//! Resource log samples and their per-interval deltas

use chrono::NaiveDateTime;
use hsloader_core::Timestamped;
use serde::{Deserialize, Serialize};

/// One sample line of the resource log.
#[derive(Debug, Clone, PartialEq, Serialize, Deserialize)]
#[serde(rename_all = "camelCase")]
pub struct LogRecord {
    #[serde(skip_serializing)]
    pub timestamp: NaiveDateTime,
    /// What triggered the sample (interval, signal, resource exhaustion, ...)
    pub cause: String,
    pub java_virtual_size: u64,
    pub java_resident_size: u64,
    pub live_threads: u32,
    /// Set when a troubleshooting archive was written at this sample
    #[serde(default, skip_serializing)]
    pub archive_path: Option<String>,
}

impl Timestamped for LogRecord {
    fn timestamp(&self) -> &NaiveDateTime {
        &self.timestamp
    }
}

/// Rates between two consecutive samples.
#[derive(Debug, Clone, PartialEq, Serialize, Deserialize)]
#[serde(rename_all = "camelCase")]
pub struct DiffRecord {
    #[serde(skip_serializing)]
    pub timestamp: NaiveDateTime,
    pub java_user_time: f64,
    pub java_sys_time: f64,
    pub cpu_user: f64,
    pub cpu_nice: f64,
    pub cpu_sys: f64,
    pub cpu_idle: f64,
    #[serde(rename = "cpuIOWait")]
    pub cpu_io_wait: f64,
    #[serde(rename = "cpuIRQ")]
    pub cpu_irq: f64,
    #[serde(rename = "cpuSoftIRQ")]
    pub cpu_soft_irq: f64,
    pub cpu_steal: f64,
    pub cpu_guest: f64,
    pub jvm_sync_park_time: f64,
    pub jvm_safepoint_time: f64,
    pub jvm_safepoint_count: i64,
    /// A rate went negative: a counter was reset between the two samples
    #[serde(default)]
    pub has_negative_delta: bool,
}

impl Timestamped for DiffRecord {
    fn timestamp(&self) -> &NaiveDateTime {
        &self.timestamp
    }
}
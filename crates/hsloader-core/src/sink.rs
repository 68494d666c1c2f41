//! Bulk-write sink interface and the in-memory sink

use std::sync::atomic::{AtomicUsize, Ordering};
use std::sync::{Mutex, PoisonError};
use std::time::Duration;

use rustc_hash::FxHashMap;

use crate::document::Document;
use crate::error::TransportError;

/// One document the store refused inside an otherwise delivered bulk request.
#[derive(Debug, Clone, PartialEq, Eq)]
pub struct ItemFailure {
    /// Position of the document within its batch
    pub position: usize,
    pub partition_key: String,
    pub reason: String,
}

/// Per-document outcome of a delivered bulk request.
#[derive(Debug, Clone, Default, PartialEq, Eq)]
pub struct BulkReport {
    pub total: usize,
    pub failures: Vec<ItemFailure>,
}

impl BulkReport {
    /// Every document accepted
    pub fn accepted(total: usize) -> Self {
        Self {
            total,
            failures: Vec::new(),
        }
    }

    pub fn has_failures(&self) -> bool {
        !self.failures.is_empty()
    }

    /// One line per failed document, capped at `limit` lines.
    pub fn failure_message(&self, limit: usize) -> String {
        let mut msg = format!(
            "{} of {} documents failed",
            self.failures.len(),
            self.total
        );
        for failure in self.failures.iter().take(limit) {
            msg.push_str(&format!(
                "\n  [{}] {}: {}",
                failure.position, failure.partition_key, failure.reason
            ));
        }
        if self.failures.len() > limit {
            msg.push_str(&format!("\n  ... {} more", self.failures.len() - limit));
        }
        msg
    }
}

/// Destination of bulk requests.
///
/// Called from flush worker threads; implementations must be shareable.
/// `Ok` means the request was delivered, even if the report lists
/// per-document failures. `Err` is a transport failure.
pub trait BulkSink: Send + Sync {
    fn submit_batch(&self, documents: &[Document]) -> Result<BulkReport, TransportError>;
}

/// Scripted reaction of [`MemorySink`] to a given batch number.
#[derive(Debug, Clone)]
enum Scripted {
    RejectFirst(usize),
    Transport(String),
}

#[derive(Default)]
struct MemoryState {
    attempts: usize,
    batches: Vec<Vec<Document>>,
}

/// In-process sink that records every delivered batch.
///
/// Batches are numbered from 0 in arrival order. Individual batches can be
/// scripted to report rejected documents or to fail at the transport level.
#[derive(Default)]
pub struct MemorySink {
    state: Mutex<MemoryState>,
    script: FxHashMap<usize, Scripted>,
    delay: Option<Duration>,
    in_flight: AtomicUsize,
    peak_in_flight: AtomicUsize,
}

impl std::fmt::Debug for MemorySink {
    fn fmt(&self, f: &mut std::fmt::Formatter<'_>) -> std::fmt::Result {
        f.debug_struct("MemorySink")
            .field("batches", &self.batch_sizes())
            .finish_non_exhaustive()
    }
}

impl MemorySink {
    pub fn new() -> Self {
        Self::default()
    }

    /// Report the first `count` documents of batch `batch` as rejected.
    pub fn reject_documents(mut self, batch: usize, count: usize) -> Self {
        self.script.insert(batch, Scripted::RejectFirst(count));
        self
    }

    /// Fail batch `batch` at the transport level.
    pub fn fail_transport(mut self, batch: usize, message: &str) -> Self {
        self.script
            .insert(batch, Scripted::Transport(message.to_string()));
        self
    }

    /// Hold every request for `delay` before answering.
    pub fn with_delay(mut self, delay: Duration) -> Self {
        self.delay = Some(delay);
        self
    }

    /// Batches delivered so far, in arrival order.
    pub fn batches(&self) -> Vec<Vec<Document>> {
        self.lock().batches.clone()
    }

    pub fn batch_sizes(&self) -> Vec<usize> {
        self.lock().batches.iter().map(Vec::len).collect()
    }

    /// All delivered documents, flattened.
    pub fn documents(&self) -> Vec<Document> {
        self.lock().batches.iter().flatten().cloned().collect()
    }

    /// Requests received, including ones failed at the transport level.
    pub fn attempts(&self) -> usize {
        self.lock().attempts
    }

    /// Highest number of requests observed in flight at once.
    pub fn peak_in_flight(&self) -> usize {
        self.peak_in_flight.load(Ordering::SeqCst)
    }

    fn lock(&self) -> std::sync::MutexGuard<'_, MemoryState> {
        self.state.lock().unwrap_or_else(PoisonError::into_inner)
    }
}

impl BulkSink for MemorySink {
    fn submit_batch(&self, documents: &[Document]) -> Result<BulkReport, TransportError> {
        let now = self.in_flight.fetch_add(1, Ordering::SeqCst) + 1;
        self.peak_in_flight.fetch_max(now, Ordering::SeqCst);

        let number = {
            let mut state = self.lock();
            state.attempts += 1;
            state.attempts - 1
        };
        if let Some(delay) = self.delay {
            std::thread::sleep(delay);
        }

        let result = match self.script.get(&number) {
            Some(Scripted::Transport(message)) => Err(TransportError::Http {
                status: None,
                message: message.clone(),
            }),
            scripted => {
                let reject = match scripted {
                    Some(Scripted::RejectFirst(n)) => *n,
                    _ => 0,
                };
                let failures = documents
                    .iter()
                    .take(reject)
                    .enumerate()
                    .map(|(position, doc)| ItemFailure {
                        position,
                        partition_key: doc.partition_key().to_string(),
                        reason: "rejected by memory sink".to_string(),
                    })
                    .collect();
                self.lock().batches.push(documents.to_vec());
                Ok(BulkReport {
                    total: documents.len(),
                    failures,
                })
            }
        };

        self.in_flight.fetch_sub(1, Ordering::SeqCst);
        result
    }
}
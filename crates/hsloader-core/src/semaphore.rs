//! Counting semaphore bounding in-flight bulk flushes.
//!
//! Uses `Mutex + Condvar` from std. Permits are owned so they can move into
//! flush worker threads.

use std::sync::{Arc, Condvar, Mutex, PoisonError};

/// A counting semaphore that limits concurrent flushes.
pub struct Semaphore {
    permits: usize,
    available: Mutex<usize>,
    cond: Condvar,
}

/// RAII permit that releases itself on drop (including on unwind).
pub struct Permit(Arc<Semaphore>);

impl Semaphore {
    /// Create a semaphore with `permits` initial permits.
    pub fn new(permits: usize) -> Arc<Self> {
        Arc::new(Self {
            permits,
            available: Mutex::new(permits),
            cond: Condvar::new(),
        })
    }

    /// Block until a permit is available, then acquire it.
    pub fn acquire(self: &Arc<Self>) -> Permit {
        let mut count = self
            .available
            .lock()
            .unwrap_or_else(PoisonError::into_inner);
        while *count == 0 {
            count = self
                .cond
                .wait(count)
                .unwrap_or_else(PoisonError::into_inner);
        }
        *count -= 1;
        Permit(Arc::clone(self))
    }

    /// Block until every permit has been returned.
    pub fn wait_idle(&self) {
        let mut count = self
            .available
            .lock()
            .unwrap_or_else(PoisonError::into_inner);
        while *count < self.permits {
            count = self
                .cond
                .wait(count)
                .unwrap_or_else(PoisonError::into_inner);
        }
    }

    /// Permits currently held.
    pub fn in_use(&self) -> usize {
        let count = self
            .available
            .lock()
            .unwrap_or_else(PoisonError::into_inner);
        self.permits - *count
    }
}

impl Drop for Permit {
    fn drop(&mut self) {
        let mut count = self
            .0
            .available
            .lock()
            .unwrap_or_else(PoisonError::into_inner);
        *count += 1;
        self.0.cond.notify_all();
    }
}
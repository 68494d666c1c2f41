//! hsloader core - shared infrastructure for loading HeapStats monitoring
//! records into a time-partitioned document store.
//!
//! Record transformers turn parsed records into [`Document`]s and hand them
//! to a [`BatchPublisher`], which batches them into bulk requests against a
//! [`BulkSink`].

pub mod document;
pub mod elasticsearch;
pub mod error;
pub mod logging;
pub mod progress;
pub mod publisher;
pub mod semaphore;
pub mod shutdown;
pub mod sink;
pub mod timestamp_index;
pub mod zone;

// Re-exports for convenience
pub use document::{Document, DocumentBody, DocumentKind, Tag, partition_key, partition_suffix};
pub use elasticsearch::{ElasticsearchConfig, ElasticsearchSink};
pub use error::{ParseError, PublishError, TransformError, TransportError, log_error};
pub use logging::init_logging;
pub use progress::{ProgressContext, fmt_num};
pub use publisher::{BatchPublisher, DEFAULT_BULK_SIZE, PublisherConfig, RunResult};
pub use shutdown::{install_signal_handlers, is_shutdown_requested};
pub use sink::{BulkReport, BulkSink, ItemFailure, MemorySink};
pub use timestamp_index::{TimestampIndex, Timestamped};
pub use zone::Zone;

/// Settings threaded from the binary into every transformer.
#[derive(Debug, Clone, Copy, Default)]
pub struct PipelineOptions {
    /// Zone record timestamps were written in
    pub zone: Zone,
    /// Log full error source chains
    pub debug: bool,
}
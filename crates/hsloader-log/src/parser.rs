//! Resource log sources

use std::fs::File;
use std::io::{BufRead, BufReader};
use std::path::PathBuf;

use hsloader_core::ParseError;
use serde::Deserialize;

use crate::record::{DiffRecord, LogRecord};

/// Pull-style log parser: `run()` reads the whole file-set, then both
/// sequences are available.
pub trait LogSource {
    fn run(&mut self) -> Result<(), ParseError>;

    fn log_entries(&self) -> &[LogRecord];

    fn diff_entries(&self) -> &[DiffRecord];
}

#[derive(Debug, Deserialize)]
#[serde(tag = "type", rename_all = "lowercase")]
enum DumpLine {
    Log(LogRecord),
    Diff(DiffRecord),
}

/// JSON-lines dump of log samples and deltas.
///
/// ```text
/// {"type":"log","timestamp":"2016-01-10T12:00:00","cause":"INTERVAL","javaVirtualSize":1,...}
/// {"type":"diff","timestamp":"2016-01-10T12:00:10","javaUserTime":0.5,...}
/// ```
///
/// Files are read in the given order; records keep file order.
#[derive(Debug, Default)]
pub struct JsonDumpSource {
    files: Vec<PathBuf>,
    logs: Vec<LogRecord>,
    diffs: Vec<DiffRecord>,
}

impl JsonDumpSource {
    pub fn new(files: Vec<PathBuf>) -> Self {
        Self {
            files,
            ..Default::default()
        }
    }

    fn read_file(&mut self, path: &PathBuf) -> Result<(), ParseError> {
        let reader = BufReader::new(File::open(path)?);
        for (idx, line) in reader.lines().enumerate() {
            let line = line?;
            if line.trim().is_empty() {
                continue;
            }
            match serde_json::from_str(&line) {
                Ok(DumpLine::Log(record)) => self.logs.push(record),
                Ok(DumpLine::Diff(record)) => self.diffs.push(record),
                Err(e) => {
                    return Err(ParseError::Format {
                        line: idx + 1,
                        message: format!("{}: {e}", path.display()),
                    });
                }
            }
        }
        Ok(())
    }
}

impl LogSource for JsonDumpSource {
    fn run(&mut self) -> Result<(), ParseError> {
        self.logs.clear();
        self.diffs.clear();
        let files = std::mem::take(&mut self.files);
        let result = files.iter().try_for_each(|path| self.read_file(path));
        self.files = files;
        result
    }

    fn log_entries(&self) -> &[LogRecord] {
        &self.logs
    }

    fn diff_entries(&self) -> &[DiffRecord] {
        &self.diffs
    }
}

#[cfg(test)]
mod tests {
    use super::*;
    use std::io::Write;

    const LOG: &str = r#"{"type":"log","timestamp":"2016-01-10T12:00:00","cause":"INTERVAL","javaVirtualSize":4096,"javaResidentSize":2048,"liveThreads":20}"#;
    const ARCHIVED: &str = r#"{"type":"log","timestamp":"2016-01-10T12:00:10","cause":"SIGNAL","javaVirtualSize":4096,"javaResidentSize":2048,"liveThreads":21,"archivePath":"/tmp/heapstats_archive.zip"}"#;
    const DIFF: &str = r#"{"type":"diff","timestamp":"2016-01-10T12:00:10","javaUserTime":0.5,"javaSysTime":0.1,"cpuUser":10.0,"cpuNice":0.0,"cpuSys":2.0,"cpuIdle":87.0,"cpuIOWait":1.0,"cpuIRQ":0.0,"cpuSoftIRQ":0.0,"cpuSteal":0.0,"cpuGuest":0.0,"jvmSyncParkTime":0.0,"jvmSafepointTime":1.5,"jvmSafepointCount":3,"hasNegativeDelta":true}"#;

    fn dump(lines: &[&str]) -> tempfile::NamedTempFile {
        let mut file = tempfile::NamedTempFile::new().unwrap();
        for line in lines {
            writeln!(file, "{line}").unwrap();
        }
        file
    }

    #[test]
    fn splits_logs_and_diffs() {
        let file = dump(&[LOG, "", DIFF, ARCHIVED]);
        let mut source = JsonDumpSource::new(vec![file.path().to_path_buf()]);
        source.run().unwrap();

        assert_eq!(source.log_entries().len(), 2);
        assert_eq!(source.diff_entries().len(), 1);
        assert_eq!(source.log_entries()[0].archive_path, None);
        assert_eq!(
            source.log_entries()[1].archive_path.as_deref(),
            Some("/tmp/heapstats_archive.zip")
        );
        let diff = &source.diff_entries()[0];
        assert!(diff.has_negative_delta);
        assert_eq!(diff.cpu_io_wait, 1.0);
        assert_eq!(diff.jvm_safepoint_count, 3);
    }

    #[test]
    fn files_read_in_order() {
        let first = dump(&[LOG]);
        let second = dump(&[ARCHIVED]);
        let mut source = JsonDumpSource::new(vec![
            first.path().to_path_buf(),
            second.path().to_path_buf(),
        ]);
        source.run().unwrap();
        let threads: Vec<u32> = source.log_entries().iter().map(|r| r.live_threads).collect();
        assert_eq!(threads, [20, 21]);
    }

    #[test]
    fn rerun_does_not_duplicate() {
        let file = dump(&[LOG, DIFF]);
        let mut source = JsonDumpSource::new(vec![file.path().to_path_buf()]);
        source.run().unwrap();
        source.run().unwrap();
        assert_eq!(source.log_entries().len(), 1);
        assert_eq!(source.diff_entries().len(), 1);
    }

    #[test]
    fn unknown_type_is_format_error() {
        let file = dump(&[LOG, r#"{"type":"gc"}"#]);
        let mut source = JsonDumpSource::new(vec![file.path().to_path_buf()]);
        let err = source.run().unwrap_err();
        assert!(matches!(err, ParseError::Format { line: 2, .. }));
    }

    #[test]
    fn missing_file_is_io_error() {
        let mut source = JsonDumpSource::new(vec![PathBuf::from("/nonexistent/heapstats.jsonl")]);
        assert!(matches!(source.run(), Err(ParseError::Io(_))));
    }
}
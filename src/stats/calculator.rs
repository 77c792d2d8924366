//! Statistics Calculator Module
//! Descriptive statistics of engagement for each platform.

use crate::data::DerivedTable;
use serde::Serialize;
use statrs::statistics::{Data, OrderStatistics, Statistics};
use std::collections::BTreeMap;

/// Engagement statistics for a single platform.
#[derive(Debug, Clone, PartialEq, Serialize)]
pub struct PlatformStats {
    pub platform: String,
    pub count: usize,
    pub total_engagement: f64,
    pub mean: f64,
    pub median: f64,
    pub std: f64,
    pub variance: f64,
    pub p95: f64,
    pub p05: f64,
}

/// Handles descriptive statistics over derived engagement.
pub struct StatsCalculator;

impl StatsCalculator {
    /// Descriptive statistics of `values`, or `None` when there are none.
    ///
    /// Percentiles use the statrs median-unbiased quantile estimator.
    pub fn compute_descriptive_stats(platform: &str, values: &[f64]) -> Option<PlatformStats> {
        if values.is_empty() {
            return None;
        }

        // Sample variance; a single observation has none.
        let variance = match values.len() {
            1 => 0.0,
            _ => values.iter().variance(),
        };
        let mut ordered = Data::new(values.to_vec());

        Some(PlatformStats {
            platform: platform.to_string(),
            count: values.len(),
            total_engagement: values.iter().sum(),
            mean: values.iter().mean(),
            median: ordered.median(),
            std: variance.sqrt(),
            variance,
            p95: ordered.percentile(95),
            p05: ordered.percentile(5),
        })
    }

    /// Engagement values grouped by platform, in row order.
    pub fn engagement_by_platform(table: &DerivedTable) -> BTreeMap<String, Vec<f64>> {
        let mut grouped: BTreeMap<String, Vec<f64>> = BTreeMap::new();
        for row in table.rows() {
            grouped
                .entry(row.event.platform.clone())
                .or_default()
                .push(row.engagement);
        }
        grouped
    }

    /// Engagement statistics for every platform in the table.
    pub fn compute_platform_stats(table: &DerivedTable) -> BTreeMap<String, PlatformStats> {
        Self::engagement_by_platform(table)
            .into_iter()
            .filter_map(|(platform, values)| {
                Self::compute_descriptive_stats(&platform, &values).map(|stats| (platform, stats))
            })
            .collect()
    }
}
//! Data module - CSV loading, typed records and metric derivation

mod loader;
mod processor;
mod record;

pub use loader::{parse_date, DataLoader, DataSource, LoaderError, LoaderOptions};
pub use processor::{
    DerivedRecord, DerivedTable, MetricDeriver, ProcessorError, YearMonth, DEFAULT_CAMPAIGN_COST,
};
pub use record::{EventRecord, Table, REQUIRED_COLUMNS};
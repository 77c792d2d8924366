//! Dashboard Report Module
//! Bundles every aggregate a dashboard shows into one serializable value.

use crate::data::DerivedTable;
use crate::stats::aggregator::{
    AggregateError, Aggregator, HourFill, HourlyEngagement, MonthlyEngagement,
};
use crate::stats::calculator::{PlatformStats, StatsCalculator};
use serde::Serialize;
use std::collections::BTreeMap;
use tracing::{info, instrument};

/// All aggregates for one derived table.
#[derive(Debug, Clone, PartialEq, Serialize)]
pub struct DashboardReport {
    pub row_count: usize,
    pub campaign_cost: f64,
    pub undefined_rate_rows: usize,
    pub monthly_trend_by_platform: BTreeMap<String, Vec<MonthlyEngagement>>,
    pub monthly_trend_overall: Vec<MonthlyEngagement>,
    pub engagement_rate_by_platform: BTreeMap<String, Option<f64>>,
    pub roi_by_platform: BTreeMap<String, f64>,
    pub optimal_hour_by_platform: BTreeMap<String, u32>,
    pub engagement_by_hour_by_platform: BTreeMap<String, Vec<HourlyEngagement>>,
    pub platform_stats: BTreeMap<String, PlatformStats>,
    /// `None` when no platform has a defined engagement rate.
    pub best_engagement_rate_platform: Option<String>,
    pub best_roi_platform: String,
}

impl DashboardReport {
    /// Build every aggregate. Independent reductions run in parallel.
    #[instrument(skip(table), fields(rows = table.len()))]
    pub fn build(table: &DerivedTable, fill: HourFill) -> Result<Self, AggregateError> {
        let ((monthly, overall), ((rates, roi), ((optimal, hourly), platform_stats))) =
            rayon::join(
                || {
                    rayon::join(
                        || Aggregator::monthly_trend_by_platform(table),
                        || Aggregator::monthly_trend_overall(table),
                    )
                },
                || {
                    rayon::join(
                        || {
                            rayon::join(
                                || Aggregator::mean_engagement_rate_by_platform(table),
                                || Aggregator::mean_roi_by_platform(table),
                            )
                        },
                        || {
                            rayon::join(
                                || {
                                    rayon::join(
                                        || Aggregator::optimal_hour_by_platform(table),
                                        || Aggregator::engagement_by_hour_by_platform(table, fill),
                                    )
                                },
                                || StatsCalculator::compute_platform_stats(table),
                            )
                        },
                    )
                },
            );

        let rates = rates?;
        let roi = roi?;

        let best_engagement_rate_platform = match Aggregator::best_platform_by_metric(&rates) {
            Ok(platform) => Some(platform.to_string()),
            Err(AggregateError::EmptyInput { .. }) => None,
        };
        let best_roi_platform = Aggregator::best_platform_by_metric(&roi)?.to_string();

        let report = Self {
            row_count: table.len(),
            campaign_cost: table.campaign_cost(),
            undefined_rate_rows: table.undefined_rate_count(),
            monthly_trend_by_platform: monthly?,
            monthly_trend_overall: overall?,
            engagement_rate_by_platform: rates,
            roi_by_platform: roi,
            optimal_hour_by_platform: optimal?,
            engagement_by_hour_by_platform: hourly?,
            platform_stats,
            best_engagement_rate_platform,
            best_roi_platform,
        };

        info!(
            platforms = report.roi_by_platform.len(),
            months = report.monthly_trend_overall.len(),
            "Built dashboard report"
        );
        Ok(report)
    }
}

========

== To do ==
Please find, in the entries above, every line where "DashboardReport" occurs, and copy it.

== Result below ==
pub struct DashboardReport {
impl DashboardReport {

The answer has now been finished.